Basically: both powerlifting and bodybuilding claim to be sports, and regular weightlifting workouts are how both are pursued. Both have competitions or meets, where there are scores and winners and medals given. The key difference is that powerlifting is performance based whereas bodybuilding is aesthetics based. This is why it’s difficult to argue that powerlifting isn’t a sport, but it can be a live debate as to whether bodybuilding is or is not. (A lot of bodybuilders push the “bodybuilding is a sport” angle really hard, for reasons of legitimacy and respectability; I tend to come down on the “is not” side, but that’s for another day.)
At a powerlifting meet, the person who lifts the heaviest weight relative to their own bodyweight wins—the end. In that way it’s quite similar to the Olympic lifting you see at the Olympics (and for our purposes today, powerlifting and Olympic lifting can be grouped together). It doesn’t matter at all how you look. A six-pack of abs that pop won’t help you a bit (indeed, a higher bodyfat level is better, because it makes you a little stronger, gives your joints a little cushioning from the punishment that extremely heavy lifting takes out on them).
Whereas in a bodybuilding competition, competitors will do a series of mandatory poses for the judges, and the judges will score them based on how well they believe they meet an agreed-upon ideal. All that matters is how the competitors look—how much weight they can lift doesn’t matter.
As a result, bodybuilding style training is more focused on hypertrophy (making the muscles larger), conditioning, and achieving balance between the body’s muscle groups. Bodybuilding style training involves doing lots of repetitions per set, shorter rest periods between sets, and isolation movements that target specific muscles (doing 15–20 bicep curls, for example). Powerlifting workouts focus on the big compound lifts (called “compounds” because they incorporate multiple parts of the body—basically the whole thing, really): squats, deadlifts, bench press, and so on. These are the lifts that are tested in a powerlifting competition – there is no category for “bicep curl.” In a powerlifting workout, rep ranges tend to be lower (usually no more than five repetitions per set) and rest periods between sets are longer.
But of course that division is too neat. The big compound exercises are some of the best at adding muscle, so bodybuilders do them too, and powerlifters might add elements of bodybuilding-style training because they want to address some specific part (their triceps are holding back their bench press), or simply because even if their sport doesn’t care how they look, they do.

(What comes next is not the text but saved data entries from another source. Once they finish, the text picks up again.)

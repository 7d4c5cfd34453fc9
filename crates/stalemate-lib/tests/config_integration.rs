use clap::Parser;
use stalemate_lib::application::cli::{Cli, CliConfig};
use stalemate_lib::application::config::AppConfig;
use stalemate_lib::application::env::EnvironmentConfig;
use stalemate_lib::primitives::{ConfigError, LogLevel, TerminalCapsDetectIntent};
use std::path::PathBuf;

#[test]
fn test_config_default_creation() {
    let config = AppConfig::default();

    assert!(config.log_level <= 4);
    assert_eq!(config.input_dir, PathBuf::from("input"));
    assert_eq!(config.color, TerminalCapsDetectIntent::Auto);
}

#[test]
fn test_config_merging_integration() {
    let base_config = AppConfig::default();
    let override_config = AppConfig {
        log_level: 3,
        color: TerminalCapsDetectIntent::Never,
        ..AppConfig::default()
    };

    let merged = base_config.merge_with(override_config);

    assert_eq!(merged.log_level, 3);
    assert_eq!(merged.color, TerminalCapsDetectIntent::Never);
    assert_eq!(merged.input_dir, PathBuf::from("input"));
}

#[test]
fn test_logger_config_follows_verbosity() {
    let config = AppConfig {
        log_level: 2,
        ..AppConfig::default()
    };

    let logger_config = config.to_logger_config(false);
    assert_eq!(logger_config.level, LogLevel::Info);
    assert!(!logger_config.ansi);
}

#[test]
fn test_input_dir_pointing_at_file_is_rejected() {
    let file = tempfile::NamedTempFile::new().unwrap();
    let cli = Cli::try_parse_from([
        "stalemate",
        "--input-dir",
        file.path().to_str().unwrap(),
        "cases",
    ])
    .unwrap();

    let err = CliConfig::resolve(cli, &EnvironmentConfig::default()).unwrap_err();
    match err {
        ConfigError::ValidationFailed { reason } => assert!(reason.contains("is a file")),
        other => panic!("unexpected error: {other}"),
    }
}

#[test]
fn test_ci_environment_disables_color() {
    let cli = Cli::try_parse_from(["stalemate", "version"]).unwrap();
    let environment = EnvironmentConfig::from_pairs([("CI", "true")]).unwrap();

    let config = CliConfig::resolve(cli, &environment).unwrap();
    assert_eq!(config.app_config.color, TerminalCapsDetectIntent::Never);
}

The two styles of training are so complimentary that they are often combined into something some people call “power-bodybuilding,” which is a training style I followed with good success for a while. Basically, after warming up, you’d start your workout with a compound move (bench press on chest day, deadlift on back day, squat on leg day, and so on), training powerlifting style, going very heavy for five sets—and then you’d shift gears and do high volume, high intensity bodybuilding style training for the rest of the workout.
So an example chest day might look like:
Barbell Flat Bench Press (2-3 light warmup sets, then 5 sets of 5 reps—or attempts—because it’s as heavy as you can manage—3–4 minutes rest between sets)
Dumbbell Incline Bench Press (4 sets of 12 reps) superset with Pushups to Failure (4 sets) (90-120 seconds rest between sets)
Dumbbell Pullover (4 sets of 12) superset with Dumbbell Fly (4 sets of 12) (90–120 seconds rest between sets)
Cable Crossover (4 sets of 15) (60–90 seconds rest between sets)
But why do I bite the Fitness Broccoli at the end of the video? Well, all of this is part of the shambling behemoth that is the Health and Fitness industry, a monstrous creature that includes a lot of half-truths and outright lies—for example, a lot of “Fitness” can be quite fat-phobic, despite it being a fact that the longest-lived cohort are people who are slightly overweight.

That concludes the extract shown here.